At the time, I was getting my degree in psychology and had a particular interest in the minds and motivations of serial killers (not an especially swoon-worthy topic, unless by “swoon” you mean “pass out from fright”). I read about the diary in the newspaper shortly before its publication in 1993 and got a copy for my birthday later that year. Until then, I’d only had a passing interest in the mystery of Jack the Ripper, but after reading the diary I became well and truly hooked.

Over the years, I’ve read numerous books on the subject and spent hours on forums like Casebook: Jack the Ripper going over various theories about the killer’s identity, but the majority of posters seemed to dismiss the diary as an elaborate hoax. While it is one of the most fascinating documents I’ve ever read, the diary has been dogged from the beginning by persistent questions about its authenticity and the dubious manner in which it was discovered.
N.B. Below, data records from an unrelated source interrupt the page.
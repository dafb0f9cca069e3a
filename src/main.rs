//! Main entry point for the csq2tsv CLI.

use clap::{error::ErrorKind, Parser};
use csq2tsv::{common, flatten};

#[derive(Debug, Parser)]
#[command(
    author,
    version,
    about = "Flatten VEP CSQ annotations and first-sample genotypes from VCF into TSV"
)]
struct Cli {
    /// Commonly used arguments
    #[command(flatten)]
    common: common::Args,

    /// Arguments for flattening
    #[command(flatten)]
    args: flatten::Args,
}

fn main() -> Result<(), anyhow::Error> {
    let cli = match Cli::try_parse() {
        Ok(cli) => cli,
        Err(e) => match e.kind() {
            ErrorKind::DisplayHelp | ErrorKind::DisplayVersion => e.exit(),
            _ => {
                // Usage errors exit with 1 rather than clap's default of 2.
                let _ = e.print();
                std::process::exit(1);
            }
        },
    };

    // Build a tracing subscriber according to the configuration in `cli.common`.  Logs go to
    // stderr as stdout may carry the TSV output.
    let collector = tracing_subscriber::fmt()
        .with_target(false)
        .with_writer(std::io::stderr)
        .with_max_level(common::level_filter(&cli.common.verbose))
        .compact()
        .finish();

    tracing::subscriber::with_default(collector, || {
        tracing::info!("csq2tsv {} startup", common::version());

        flatten::run(&cli.common, &cli.args)?;

        tracing::info!("All done. Have a nice day!");

        Ok::<(), anyhow::Error>(())
    })?;

    Ok(())
}

#[cfg(test)]
mod test {
    use clap::CommandFactory;

    #[test]
    fn verify_cli() {
        super::Cli::command().debug_assert();
    }
}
When the man who made that extraordinary phone call eventually confessed to forging the diary, the skeptics were smug, but even though few believed he had the necessary skills to pull it off and he later retracted his confession (then changed his story again), the damage was done. Most experts agreed that the diary was likely a forgery, and they returned to their furious speculation about the identity of Jack the Ripper.

But I’d never been able to shake my conviction that the alleged author of the diary—Liverpool cotton merchant James Maybrick—was the real killer. For years, family and friends have had to put up with my repeated discussions and dissection of the diary, as well as the trial of Florence Maybrick, the young wife of James Maybrick who, in an ironic twist, was convicted of murdering her husband in 1889.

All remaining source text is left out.